Elizabeth Romney, designer of Liz Alig, a fair trade fashion line is thrilled to present her dynamic garment on October 11 at the Indianapolis Museum of Art during the Project IMA fashion show.

Project IMA is a unique runway fashion show featuring an eclectic mix of one-of-kind designs by local and national artists and fashion designers. Romney is no stranger to the showcase. She participated two years ago as well. This year selected participants will present exciting, avant-garde work inspired by clothing on view in the IMA exhibition, An American Legacy: Norell, Blass, Halston and Sprouse.

Romney definitely falls under the category of diverse and unique. She upcycles garments and gives them new life by reconstructing them and making a completely new and trendy garment.

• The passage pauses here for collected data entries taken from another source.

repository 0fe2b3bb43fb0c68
//! External tools the pipeline drives.
//!
//! The driver only talks to `git` and `docker` through [`Toolchain`], so the
//! stage ordering and backup guarantees can be exercised without either.

use crate::cli::RuntimeConfig;
use crate::docker::{self, BuildPath};
use crate::error::Result;
use crate::{BuildRequest, Upstream, source};
use std::future::Future;
use std::path::Path;

/// Trait defining the external process invocations of one pipeline run
pub trait Toolchain {
    /// Fetch `upstream` into `dest`. `dest` is missing or empty when called.
    fn fetch(&self, upstream: &Upstream, dest: &Path) -> impl Future<Output = Result<()>>;

    /// Build the image described by `request` from its working directory
    fn build(
        &self,
        request: &BuildRequest,
        runtime_config: &RuntimeConfig,
    ) -> impl Future<Output = Result<BuildPath>>;
}

/// `git` and `docker` on the host
#[derive(Debug, Clone, Copy, Default)]
pub struct SystemToolchain;

impl Toolchain for SystemToolchain {
    async fn fetch(&self, upstream: &Upstream, dest: &Path) -> Result<()> {
        Ok(source::clone_upstream(upstream, dest).await?)
    }

    async fn build(&self, request: &BuildRequest, runtime_config: &RuntimeConfig) -> Result<BuildPath> {
        Ok(docker::build_image(request, runtime_config).await?)
    }
}
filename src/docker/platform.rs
//! Target container platform resolution.
//!
//! An explicit `--platform` value wins. Otherwise the host architecture is
//! mapped: 64-bit ARM becomes `linux/arm64`, everything else `linux/amd64`.

use std::fmt;

/// Container platform passed to the build tool
#[derive(Debug, Clone, PartialEq, Eq)]
pub enum Platform {
    /// `linux/amd64`
    LinuxAmd64,
    /// `linux/arm64`
    LinuxArm64,
    /// Any other platform string given explicitly by the user
    Explicit(String),
}

impl Platform {
    /// Parse an explicit platform string, normalizing the two well-known values
    pub fn parse(value: &str) -> Self {
        match value.trim() {
            "linux/amd64" => Platform::LinuxAmd64,
            "linux/arm64" => Platform::LinuxArm64,
            other => Platform::Explicit(other.to_string()),
        }
    }

    /// Map a host architecture name to a container platform.
    ///
    /// Total over all inputs: unknown architectures fall back to amd64.
    pub fn from_host_arch(arch: &str) -> Self {
        match arch.trim().to_ascii_lowercase().as_str() {
            "arm64" | "aarch64" => Platform::LinuxArm64,
            _ => Platform::LinuxAmd64,
        }
    }

    /// Explicit value if present and non-blank, otherwise derived from `host_arch`
    pub fn resolve(explicit: Option<&str>, host_arch: &str) -> Self {
        match explicit.map(str::trim).filter(|v| !v.is_empty()) {
            Some(value) => Platform::parse(value),
            None => {
                let platform = Platform::from_host_arch(host_arch);
                log::debug!("Host architecture '{}' resolved to {}", host_arch, platform);
                platform
            }
        }
    }

    /// Platform string as understood by `docker buildx --platform`
    pub fn as_str(&self) -> &str {
        match self {
            Platform::LinuxAmd64 => "linux/amd64",
            Platform::LinuxArm64 => "linux/arm64",
            Platform::Explicit(value) => value,
        }
    }
}

impl fmt::Display for Platform {
    fn fmt(&self, f: &mut fmt::Formatter<'_>) -> fmt::Result {
        f.write_str(self.as_str())
    }
}

/// Architecture of the host this process runs on
pub fn host_arch() -> &'static str {
    std::env::consts::ARCH
}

“Each collection is made from 100 percent recycled materials,” said Romney. “This means that the fabric for our garments was previously anything from t-shirts to vintage dresses. It’s fair trade fashion that seeks to create innovative fashion forward collections, while at the same time choosing to promote the economic growth and education of women in developing countries.”

Liz Alig takes fair trade fashion to another level by helping people. The collection benefits low-income communities both in less-industrialized countries and in the United States. Ten percent of sales are donated to support the training of women and children in Majority World.

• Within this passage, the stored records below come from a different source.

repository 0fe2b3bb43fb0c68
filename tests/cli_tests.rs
use assert_cmd::Command;
use predicates::prelude::*;

fn cli() -> Command {
    let mut cmd = Command::cargo_bin("devdocs-custom").unwrap();
    cmd.env_remove("DEVDOCS_PLATFORM")
        .env_remove("DEVDOCS_IMAGE")
        .env_remove("DEVDOCS_BUILD_DIR");
    cmd
}

#[test]
fn test_empty_selection_exits_one_without_work_dir() {
    let tmp = tempfile::tempdir().unwrap();
    let work = tmp.path().join("work");

    cli()
        .arg("--dir")
        .arg(&work)
        .assert()
        .code(1)
        .stderr(predicate::str::contains("No documentation sets selected"));

    assert!(!work.exists());
}

#[test]
fn test_unknown_flag_exits_one() {
    let tmp = tempfile::tempdir().unwrap();
    let work = tmp.path().join("work");

    cli()
        .args(["svelte", "--bogus", "--dir"])
        .arg(&work)
        .assert()
        .code(1)
        .stderr(predicate::str::contains("--bogus"));

    assert!(!work.exists());
}

#[test]
fn test_list_groups_needs_no_selection() {
    cli()
        .arg("--list-groups")
        .assert()
        .success()
        .stdout(predicate::str::contains("svelte tailwindcss"));
}

#[test]
fn test_declined_prompt_is_graceful() {
    let tmp = tempfile::tempdir().unwrap();
    let work = tmp.path().join("work");

    cli()
        .args(["svelte", "tailwindcss", "--platform", "linux/arm64", "--dir"])
        .arg(&work)
        .write_stdin("n\n")
        .assert()
        .success()
        .stdout(predicate::str::contains("linux/arm64"))
        .stdout(predicate::str::contains("Build cancelled"));

    assert!(!work.exists());
}

#[test]
fn test_help_exits_zero() {
    cli()
        .arg("--help")
        .assert()
        .success()
        .stdout(predicate::str::contains("--minimal"));
}
//! Command line interface for devdocs-custom.
//!
//! Parses arguments, resolves the build request, and hands it to the
//! [`Pipeline`](crate::pipeline::Pipeline) with the host toolchain and
//! terminal prompts.

mod args;
mod output;
mod prompt;

pub use args::{Args, Invocation, RuntimeConfig};
pub use output::OutputManager;
pub use prompt::{Confirm, TerminalPrompt, is_affirmative};

use crate::compose::LocatorContext;
use crate::docker::host_arch;
use crate::error::{Result, UsageError};
use crate::pipeline::{Pipeline, PipelineOutcome, ReconcileOutcome, SystemToolchain};
use crate::selection::Shorthand;
use clap::error::{ContextKind, ContextValue, ErrorKind};

/// Main CLI entry point
pub async fn run() -> Result<i32> {
    let invocation = match Invocation::try_parse() {
        Ok(invocation) => invocation,
        Err(e) => return handle_parse_error(e),
    };
    execute(invocation).await
}

/// Convert a clap error into an exit code or a usage error
fn handle_parse_error(e: clap::Error) -> Result<i32> {
    match e.kind() {
        ErrorKind::DisplayHelp | ErrorKind::DisplayVersion => {
            e.print()?;
            Ok(0)
        }
        ErrorKind::UnknownArgument => {
            let flag = match e.get(ContextKind::InvalidArg) {
                Some(ContextValue::String(flag)) => flag.clone(),
                _ => "<unknown>".to_string(),
            };
            Err(UsageError::UnknownFlag { flag }.into())
        }
        _ => {
            let rendered = e.to_string();
            let reason = rendered
                .lines()
                .next()
                .unwrap_or_default()
                .trim_start_matches("error: ")
                .to_string();
            Err(UsageError::InvalidArguments { reason }.into())
        }
    }
}

/// Execute a parsed invocation
pub async fn execute(invocation: Invocation) -> Result<i32> {
    let config = RuntimeConfig::from(&invocation.args);

    if invocation.args.list_groups {
        print_groups(&config);
        return Ok(0);
    }

    let request = invocation.build_request(host_arch())?;
    config.info(&format!("Target platform: {}", request.platform));

    let pipeline = Pipeline::new(
        request,
        invocation.args.upstream(),
        invocation.args.service.trim(),
        LocatorContext::detect()?,
        SystemToolchain,
        TerminalPrompt::new(config.assume_yes()),
        &config,
    );

    match pipeline.run().await? {
        PipelineOutcome::Cancelled => Ok(0),
        PipelineOutcome::Built(report) => {
            config.section("Done");
            config.success(&format!(
                "Image {} built for {}",
                pipeline.request().image_name,
                pipeline.request().platform
            ));
            if let ReconcileOutcome::Updated(patch) = &report.service_config {
                config.indent(&format!("Restart the service: docker compose up -d {}", patch.service));
            }
            Ok(0)
        }
    }
}

fn print_groups(config: &RuntimeConfig) {
    config.section("Shorthand groups");
    for group in Shorthand::SELECTABLE {
        config.println(&format!("  --{:<10} {}", group.flag(), group.docs().join(" ")));
    }
    config.println(&format!("  --{:<10} every documentation set", Shorthand::All.flag()));
}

Because fair trade relies on a network of producers and consumers, Romney doesn’t do it alone. She partners with organizations like Mi Esperanza, located in Tegucigalpa, Honduras, which supports low-income women with a fair pay and training them with employable skills. Another partner is Friends X Change of Belle-Rivière, Haiti, which operates under the umbrella of the charity Friends of Belle-Rivière, Inc. A third is Global Mamas, located in Ghana, where women are supported through business ventures toward the greater vision of African women’s economic independence.

Her most recent collaboration is with an organization in Guatemala. The culture of Guatemala inspires her selection for the IMA showcase this week.

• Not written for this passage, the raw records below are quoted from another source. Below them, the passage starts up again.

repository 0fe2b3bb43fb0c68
//! Shared helpers.

pub mod fs;
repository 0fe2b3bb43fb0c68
//! Error types for the custom image pipeline.
//!
//! Every stage has its own error enum with actionable messages. The top-level
//! [`PipelineError`] wraps them and supplies recovery suggestions for the CLI.

use std::path::PathBuf;
use thiserror::Error;

/// Result type alias for pipeline operations
pub type Result<T> = std::result::Result<T, PipelineError>;

/// Main error type for all pipeline operations
#[derive(Error, Debug)]
pub enum PipelineError {
    /// Command line usage errors
    #[error("Usage error: {0}")]
    Usage(#[from] UsageError),

    /// Upstream source acquisition errors
    #[error("Acquisition error: {0}")]
    Acquisition(#[from] AcquisitionError),

    /// Build definition patching errors
    #[error("Patch error: {0}")]
    Patch(#[from] PatchError),

    /// Container image build errors
    #[error("Build error: {0}")]
    Build(#[from] BuildError),

    /// Service configuration update errors
    #[error("Service config error: {0}")]
    Reconcile(#[from] ReconcileError),

    /// IO errors
    #[error("IO error: {0}")]
    Io(#[from] std::io::Error),
}

/// Invalid or incomplete command line input
#[derive(Error, Debug)]
pub enum UsageError {
    /// Neither a shorthand flag nor an identifier was given
    #[error("No documentation sets selected. Pass identifiers or a shorthand such as --minimal.")]
    EmptySelection,

    /// A flag that the tool does not understand
    #[error("Unknown option '{flag}'")]
    UnknownFlag {
        /// Flag as typed by the user
        flag: String,
    },

    /// Any other argument problem reported by the parser
    #[error("Invalid arguments: {reason}")]
    InvalidArguments {
        /// Reason for the error
        reason: String,
    },
}

/// Failures fetching the upstream source tree
#[derive(Error, Debug)]
pub enum AcquisitionError {
    /// Destination exists and already holds files
    #[error("Working directory {path} already exists and is not empty")]
    DestinationNotEmpty {
        /// Destination path
        path: PathBuf,
    },

    /// Destination could not be inspected
    #[error("Cannot inspect working directory {path}: {source}")]
    DestinationUnreadable {
        /// Destination path
        path: PathBuf,
        /// Underlying I/O error
        #[source]
        source: std::io::Error,
    },

    /// Required executable not found on PATH
    #[error("Required tool '{tool}' was not found on PATH")]
    ToolMissing {
        /// Executable name
        tool: String,
    },

    /// The clone itself failed
    #[error("Failed to fetch {url} at '{reference}': {reason}")]
    FetchFailed {
        /// Upstream repository URL
        url: String,
        /// Branch or tag requested
        reference: String,
        /// Reason for the error
        reason: String,
    },
}

/// Failures rewriting the upstream build definition
#[derive(Error, Debug)]
pub enum PatchError {
    /// Anchor line not present
    #[error("Expected line containing '{anchor}' not found in {path}")]
    AnchorMissing {
        /// Build definition path
        path: PathBuf,
        /// Text the line must contain
        anchor: String,
    },

    /// Anchor line present more than once
    #[error("Line containing '{anchor}' appears {count} times in {path}, expected exactly once")]
    AnchorAmbiguous {
        /// Build definition path
        path: PathBuf,
        /// Text the line must contain
        anchor: String,
        /// Number of matching lines
        count: usize,
    },
}

/// Failures building the container image
#[derive(Error, Debug)]
pub enum BuildError {
    /// Docker is missing or the daemon is not responding
    #[error("Docker is not available: {reason}")]
    DockerUnavailable {
        /// Reason for the error
        reason: String,
    },

    /// The build tool could not be started
    #[error("Failed to start '{command}': {reason}")]
    SpawnFailed {
        /// Command line that was attempted
        command: String,
        /// Reason for the error
        reason: String,
    },

    /// The build tool exited unsuccessfully
    #[error("'{command}' failed with exit code {exit_code}")]
    BuildFailed {
        /// Command line that was run
        command: String,
        /// Exit code, -1 when terminated by a signal
        exit_code: i32,
    },
}

/// Failures updating the service configuration file
#[derive(Error, Debug)]
pub enum ReconcileError {
    /// File is not a valid YAML document
    #[error("Failed to parse {path}: {reason}")]
    Parse {
        /// Config path
        path: PathBuf,
        /// Reason for the error
        reason: String,
    },

    /// File has no entry for the named service
    #[error("Service '{service}' not found under 'services' in {path}")]
    ServiceNotFound {
        /// Config path
        path: PathBuf,
        /// Service name
        service: String,
    },

    /// Updated document could not be written back as YAML
    #[error("Failed to serialize updated config: {reason}")]
    Serialize {
        /// Reason for the error
        reason: String,
    },
}

impl PipelineError {
    /// Get actionable recovery suggestions for this error
    pub fn recovery_suggestions(&self) -> Vec<String> {
        match self {
            PipelineError::Usage(UsageError::EmptySelection) => vec![
                "Name documentation sets directly: devdocs-custom svelte tailwindcss".to_string(),
                "Use a shorthand group: --minimal, --popular, --frontend, --backend".to_string(),
                "Show the groups with --list-groups".to_string(),
            ],
            PipelineError::Usage(_) => vec!["Run with --help to see the accepted options".to_string()],
            PipelineError::Acquisition(AcquisitionError::DestinationNotEmpty { path }) => vec![
                format!("Remove the stale working directory: rm -rf {}", path.display()),
                "Or choose another location with --dir".to_string(),
            ],
            PipelineError::Acquisition(AcquisitionError::DestinationUnreadable { path, .. }) => vec![
                format!("Check the permissions of {}", path.display()),
                "Or choose another location with --dir".to_string(),
            ],
            PipelineError::Acquisition(AcquisitionError::ToolMissing { tool }) => {
                vec![format!("Install '{}' and make sure it is on PATH", tool)]
            }
            PipelineError::Acquisition(AcquisitionError::FetchFailed { .. }) => vec![
                "Check your network connection".to_string(),
                "Verify the upstream URL and ref (--upstream, --ref)".to_string(),
                "Clear the working directory before re-running".to_string(),
            ],
            PipelineError::Patch(_) => vec![
                "The upstream Dockerfile layout changed; pin an older ref with --ref".to_string(),
                "Or build every documentation set with --all".to_string(),
            ],
            PipelineError::Build(BuildError::DockerUnavailable { .. }) => vec![
                "Start the Docker daemon and check with: docker info".to_string(),
                "Install Docker from https://docs.docker.com/get-docker/".to_string(),
            ],
            PipelineError::Build(_) => vec![
                "Scroll up for the build tool's own output".to_string(),
                "The patched Dockerfile and its .backup remain in the working directory".to_string(),
            ],
            PipelineError::Reconcile(ReconcileError::ServiceNotFound { service, .. }) => vec![
                format!("Add a '{}' entry under 'services' or pass --service", service),
            ],
            _ => vec!["Check the error message above for specific details".to_string()],
        }
    }

    /// Process exit code for this error
    pub fn exit_code(&self) -> i32 {
        1
    }
}

#[cfg(test)]
mod tests {
    use super::*;

    #[test]
    fn test_every_error_exits_with_one() {
        let errors = [
            PipelineError::from(UsageError::EmptySelection),
            PipelineError::from(BuildError::BuildFailed {
                command: "docker build".to_string(),
                exit_code: 2,
            }),
        ];
        for e in errors {
            assert_eq!(e.exit_code(), 1);
        }
    }

    #[test]
    fn test_stale_dir_suggestion_names_path() {
        let e = PipelineError::from(AcquisitionError::DestinationNotEmpty {
            path: PathBuf::from("/tmp/devdocs-x"),
        });
        assert!(e.recovery_suggestions()[0].contains("/tmp/devdocs-x"));
    }
}
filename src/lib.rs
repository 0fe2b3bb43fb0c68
//! # DevDocs Custom
//!
//! Builds a reduced-size DevDocs server image that embeds only the selected
//! documentation sets, then points the local compose service at it.
//!
//! ## Pipeline
//!
//! 1. Resolve the selection and target platform from the command line
//! 2. Clone the pinned upstream DevDocs tree into a working directory
//! 3. Restrict the Dockerfile's documentation download to the selection
//! 4. Build the image with `docker buildx` (or plain `docker build`)
//! 5. Optionally rewrite the `image:` of the compose service, keeping a backup
//! 6. Optionally remove the working directory
//!
//! ## Usage
//!
//! ```bash
//! devdocs-custom svelte tailwindcss
//! devdocs-custom --frontend --image devdocs-frontend:latest
//! devdocs-custom --all --platform linux/arm64
//! ```

#![deny(unsafe_code)]
#![warn(missing_docs)]
#![warn(rust_2018_idioms)]

pub mod cli;
pub mod compose;
pub mod docker;
pub mod error;
pub mod patch;
pub mod pipeline;
pub mod selection;
pub mod source;
pub mod utils;

pub use cli::Args;
pub use docker::Platform;
pub use error::{PipelineError, Result};
pub use pipeline::{Pipeline, PipelineOutcome};
pub use selection::{Selection, Shorthand};

use std::path::PathBuf;

/// Default tag for the built image
pub const DEFAULT_IMAGE_NAME: &str = "devdocs-custom:latest";

/// Fully resolved inputs for one pipeline run. Immutable once built.
#[derive(Debug, Clone, PartialEq, Eq)]
pub struct BuildRequest {
    /// Documentation sets to embed
    pub selection: Selection,
    /// Target container platform
    pub platform: Platform,
    /// Tag given to the built image
    pub image_name: String,
    /// Ephemeral directory the upstream tree is cloned into
    pub work_dir: PathBuf,
}

/// Pinned upstream repository reference
#[derive(Debug, Clone, PartialEq, Eq)]
pub struct Upstream {
    /// Clone URL
    pub url: String,
    /// Branch or tag to check out
    pub reference: String,
}

impl Default for Upstream {
    fn default() -> Self {
        Self {
            url: "https://github.com/freeCodeCamp/devdocs.git".to_string(),
            reference: "main".to_string(),
        }
    }
}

“My piece will be incorporating Guatemalan culture and the American 1950s style. Guatemala has a lot of Indian inspired fabrics, colors and tribal prints. I loved their gathered textiles and how ingrained the fabrics are there. It was interesting to see,” said Romney.

As a designer she wants people to be aware where their clothing comes from. Someone, somewhere sewed that garment she says.

Currently, the Liz Alig label is available in 20 states within 50 stores. In the future, Romney hopes to expand her collection nationwide.